## Task to carry out
Below are lines of data; count those containing the word "Error" and write nothing but the number.

## Supplied material

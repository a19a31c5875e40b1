use std::time::Duration;

use serde::Deserialize;
use sigv4_core::time::DateTime;
use sigv4_core::{Env, Error, Result};

use crate::constants::*;
use crate::{RequestSigner, SigningContext, SigningMethod};

/// Config for AWS SigV4 signing.
///
/// Credentials are not part of the config: the caller supplies them on
/// every signing call.
#[derive(Debug, Clone, Default, PartialEq, Eq, Deserialize)]
#[serde(default, deny_unknown_fields)]
pub struct Config {
    /// Region like `us-east-1`.
    pub region: Option<String>,
    /// Service like `s3`.
    pub service: Option<String>,
    /// Algorithm identifier or hash name, `AWS4-HMAC-SHA256` if unset.
    pub algorithm: Option<String>,
    /// Sign exactly these headers instead of every signable one.
    pub signed_headers: Option<Vec<String>>,
    /// Presign for this many seconds instead of emitting `Authorization`.
    pub expires_in: Option<u64>,
}

impl Config {
    /// Fill unset fields from environment variables.
    ///
    /// - `region`: `AWS_REGION`, then `AWS_DEFAULT_REGION`
    /// - `service`: `AWS_SIGV4_SERVICE`
    /// - `algorithm`: `AWS_SIGV4_ALGORITHM`
    /// - `expires_in`: `AWS_SIGV4_EXPIRES_IN`
    pub fn from_env(mut self, env: &impl Env) -> Result<Self> {
        if self.region.is_none() {
            self.region = env
                .var(AWS_REGION)
                .or_else(|| env.var(AWS_DEFAULT_REGION));
        }
        if self.service.is_none() {
            self.service = env.var(AWS_SIGV4_SERVICE);
        }
        if self.algorithm.is_none() {
            self.algorithm = env.var(AWS_SIGV4_ALGORITHM);
        }
        if self.expires_in.is_none() {
            if let Some(v) = env.var(AWS_SIGV4_EXPIRES_IN) {
                let secs = v.trim().parse::<u64>().map_err(|e| {
                    Error::config_invalid(format!("{AWS_SIGV4_EXPIRES_IN} {v:?} is invalid"))
                        .with_source(e)
                })?;
                self.expires_in = Some(secs);
            }
        }

        Ok(self)
    }

    /// Build a signing context for `time`.
    pub fn signing_context(&self, time: DateTime) -> Result<SigningContext> {
        let region = self
            .region
            .as_deref()
            .ok_or_else(|| Error::config_invalid("region is required"))?;
        let service = self
            .service
            .as_deref()
            .ok_or_else(|| Error::config_invalid("service is required"))?;

        let mut ctx = SigningContext::new(region, service).with_time(time);
        if let Some(algorithm) = &self.algorithm {
            ctx = ctx.with_algorithm_name(algorithm)?;
        }
        ctx.check()?;

        Ok(ctx)
    }

    /// Build a signer for `time` with the configured signed headers.
    pub fn signer(&self, time: DateTime) -> Result<RequestSigner> {
        let mut signer = RequestSigner::new(self.signing_context(time)?);
        if let Some(names) = &self.signed_headers {
            signer = signer.with_signed_headers(names);
        }
        Ok(signer)
    }

    /// Query mode when `expires_in` is set, header mode otherwise.
    pub fn signing_method(&self) -> SigningMethod {
        match self.expires_in {
            Some(secs) => SigningMethod::Query(Duration::from_secs(secs)),
            None => SigningMethod::Header,
        }
    }
}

## Answer to this problem
4